Innespace Seabreacher (or Sea Breacher) is a two-seat semi-submersible personal watercraft "submarine", with a shape based on that of a dolphin, and the ability to imitate a dolphin's movement.

==History==
The watercraft was designed and developed by two engineers—New Zealander Rob Innes and his partner, American Dan Piazza—who are also the founders of the American company Innespace Inc., which markets, builds, and sells the semisub watercraft to customers. It is the production model of the single-seat Innespace Dolphin.
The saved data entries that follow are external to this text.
//! Client configuration: backend endpoints, storage location and realtime tuning.
//!
//! Values come from an optional JSON file and are then overridden by `ECHO_*`
//! environment variables. Malformed values are ignored and the default is kept.

use std::path::{Path, PathBuf};
use std::time::Duration;

use reqwest::Url;
use serde::{Deserialize, Serialize};
use tracing::warn;

use crate::error::{invalid_url, AppResult};

pub const ENV_API_URL: &str = "ECHO_API_URL";
pub const ENV_WS_URL: &str = "ECHO_WS_URL";
pub const ENV_STORAGE_DIR: &str = "ECHO_STORAGE_DIR";
pub const ENV_UNREAD_POLL_SECS: &str = "ECHO_UNREAD_POLL_SECS";
pub const ENV_WS_MAX_RETRIES: &str = "ECHO_WS_MAX_RETRIES";
pub const ENV_WS_RETRY_DELAY_MS: &str = "ECHO_WS_RETRY_DELAY_MS";
pub const ENV_HTTP_TIMEOUT_SECS: &str = "ECHO_HTTP_TIMEOUT_SECS";

#[derive(Clone, Debug, Serialize, Deserialize, PartialEq, Eq)]
pub struct ClientConfig {
    /// Base URL of the REST backend, e.g. `http://localhost:8000`.
    #[serde(default = "ClientConfig::default_api_base_url")]
    pub api_base_url: String,
    /// Realtime endpoint base. When unset it is derived from `api_base_url`.
    #[serde(default)]
    pub ws_url: Option<String>,
    /// Directory holding the durable session file.
    #[serde(default = "ClientConfig::default_storage_dir")]
    pub storage_dir: PathBuf,
    #[serde(default = "ClientConfig::default_unread_poll_secs")]
    pub unread_poll_secs: u64,
    #[serde(default = "ClientConfig::default_ws_max_retries")]
    pub ws_max_retries: u32,
    #[serde(default = "ClientConfig::default_ws_retry_delay_ms")]
    pub ws_retry_delay_ms: u64,
    #[serde(default = "ClientConfig::default_request_timeout_secs")]
    pub request_timeout_secs: u64,
}

impl ClientConfig {
    fn default_api_base_url() -> String { "http://localhost:8000".to_string() }
    fn default_storage_dir() -> PathBuf { PathBuf::from(".echo") }
    fn default_unread_poll_secs() -> u64 { 30 }
    fn default_ws_max_retries() -> u32 { 3 }
    fn default_ws_retry_delay_ms() -> u64 { 2_000 }
    fn default_request_timeout_secs() -> u64 { 30 }

    /// Defaults overridden by the environment.
    pub fn from_env() -> Self {
        let mut cfg = Self::default();
        cfg.apply_env(|k| std::env::var(k).ok());
        cfg
    }

    /// Read `path` if it exists (missing file means defaults), then apply the environment.
    pub fn load(path: &Path) -> AppResult<Self> {
        let mut cfg = match std::fs::read(path) {
            Ok(bytes) => serde_json::from_slice::<ClientConfig>(&bytes)?,
            Err(e) if e.kind() == std::io::ErrorKind::NotFound => Self::default(),
            Err(e) => return Err(e.into()),
        };
        cfg.apply_env(|k| std::env::var(k).ok());
        Ok(cfg)
    }

    /// Apply overrides from a key lookup. Split out so tests need not touch the process env.
    pub fn apply_env<F: Fn(&str) -> Option<String>>(&mut self, lookup: F) {
        if let Some(v) = lookup(ENV_API_URL).filter(|v| !v.trim().is_empty()) {
            self.api_base_url = v.trim().to_string();
        }
        if let Some(v) = lookup(ENV_WS_URL).filter(|v| !v.trim().is_empty()) {
            self.ws_url = Some(v.trim().to_string());
        }
        if let Some(v) = lookup(ENV_STORAGE_DIR).filter(|v| !v.trim().is_empty()) {
            self.storage_dir = PathBuf::from(v.trim());
        }
        parse_override(&lookup, ENV_UNREAD_POLL_SECS, &mut self.unread_poll_secs);
        parse_override(&lookup, ENV_WS_MAX_RETRIES, &mut self.ws_max_retries);
        parse_override(&lookup, ENV_WS_RETRY_DELAY_MS, &mut self.ws_retry_delay_ms);
        parse_override(&lookup, ENV_HTTP_TIMEOUT_SECS, &mut self.request_timeout_secs);
    }

    pub fn api_base(&self) -> AppResult<Url> {
        Url::parse(&self.api_base_url).map_err(invalid_url)
    }

    /// Realtime base URL: explicit `ws_url`, else the API base with http(s) mapped to ws(s).
    pub fn ws_base(&self) -> AppResult<Url> {
        if let Some(ws) = &self.ws_url {
            return Url::parse(ws).map_err(invalid_url);
        }
        let mut ws = self.api_base()?;
        let scheme = if ws.scheme() == "https" { "wss" } else { "ws" };
        ws.set_scheme(scheme).map_err(|_| invalid_url(format!("cannot derive realtime url from {}", self.api_base_url)))?;
        Ok(ws)
    }

    pub fn unread_poll_interval(&self) -> Duration { Duration::from_secs(self.unread_poll_secs.max(1)) }
    pub fn ws_retry_delay(&self) -> Duration { Duration::from_millis(self.ws_retry_delay_ms) }
    pub fn request_timeout(&self) -> Duration { Duration::from_secs(self.request_timeout_secs.max(1)) }
}

impl Default for ClientConfig {
    fn default() -> Self {
        Self {
            api_base_url: Self::default_api_base_url(),
            ws_url: None,
            storage_dir: Self::default_storage_dir(),
            unread_poll_secs: Self::default_unread_poll_secs(),
            ws_max_retries: Self::default_ws_max_retries(),
            ws_retry_delay_ms: Self::default_ws_retry_delay_ms(),
            request_timeout_secs: Self::default_request_timeout_secs(),
        }
    }
}

fn parse_override<F, T>(lookup: &F, key: &str, slot: &mut T)
where
    F: Fn(&str) -> Option<String>,
    T: std::str::FromStr,
{
    let Some(raw) = lookup(key) else { return; };
    match raw.trim().parse::<T>() {
        Ok(v) => *slot = v,
        Err(_) => warn!(target: "echo::config", "ignoring malformed {}='{}'", key, raw),
    }
}

#[cfg(test)]
mod tests {
    use super::*;
    use std::collections::HashMap;

    fn lookup_from(pairs: &[(&str, &str)]) -> impl Fn(&str) -> Option<String> {
        let m: HashMap<String, String> = pairs.iter().map(|(k, v)| (k.to_string(), v.to_string())).collect();
        move |k| m.get(k).cloned()
    }

    #[test]
    fn env_overrides_and_malformed_values() {
        let mut cfg = ClientConfig::default();
        cfg.apply_env(lookup_from(&[
            (ENV_API_URL, "https://api.echo.test"),
            (ENV_UNREAD_POLL_SECS, "10"),
            (ENV_WS_MAX_RETRIES, "many"),
        ]));
        assert_eq!(cfg.api_base_url, "https://api.echo.test");
        assert_eq!(cfg.unread_poll_secs, 10);
        assert_eq!(cfg.ws_max_retries, 3, "malformed value keeps the default");
    }

    #[test]
    fn ws_base_is_derived_from_api_scheme() {
        let mut cfg = ClientConfig::default();
        assert_eq!(cfg.ws_base().unwrap().scheme(), "ws");
        cfg.api_base_url = "https://learn.example.org".into();
        assert_eq!(cfg.ws_base().unwrap().as_str(), "wss://learn.example.org/");
        cfg.ws_url = Some("ws://rt.example.org:9000".into());
        assert_eq!(cfg.ws_base().unwrap().port(), Some(9000));
    }

    #[test]
    fn load_missing_file_yields_defaults_and_partial_file_fills_rest() {
        let tmp = tempfile::tempdir().unwrap();
        let missing = tmp.path().join("nope.json");
        let cfg = ClientConfig::load(&missing).unwrap();
        assert_eq!(cfg.ws_retry_delay_ms, 2_000);

        let p = tmp.path().join("echo.json");
        std::fs::write(&p, br#"{"unread_poll_secs": 5}"#).unwrap();
        let cfg = ClientConfig::load(&p).unwrap();
        assert_eq!(cfg.unread_poll_secs, 5);
        assert_eq!(cfg.storage_dir, PathBuf::from(".echo"));
    }
}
The concept came from VASH (variable attitude submersible hydrofoil), which was invented by Thomas "Doc" Rowe and Dennis "Dusty" Kaiser in 1987 with their boat, Noland Won.

==Specifications==
The two-seat vessel is powered by an Atkins Rotary Marine engine coupled to a Hurth V-drive transmission.

Seabreachers are available in a wide array of colour specifications and insignias.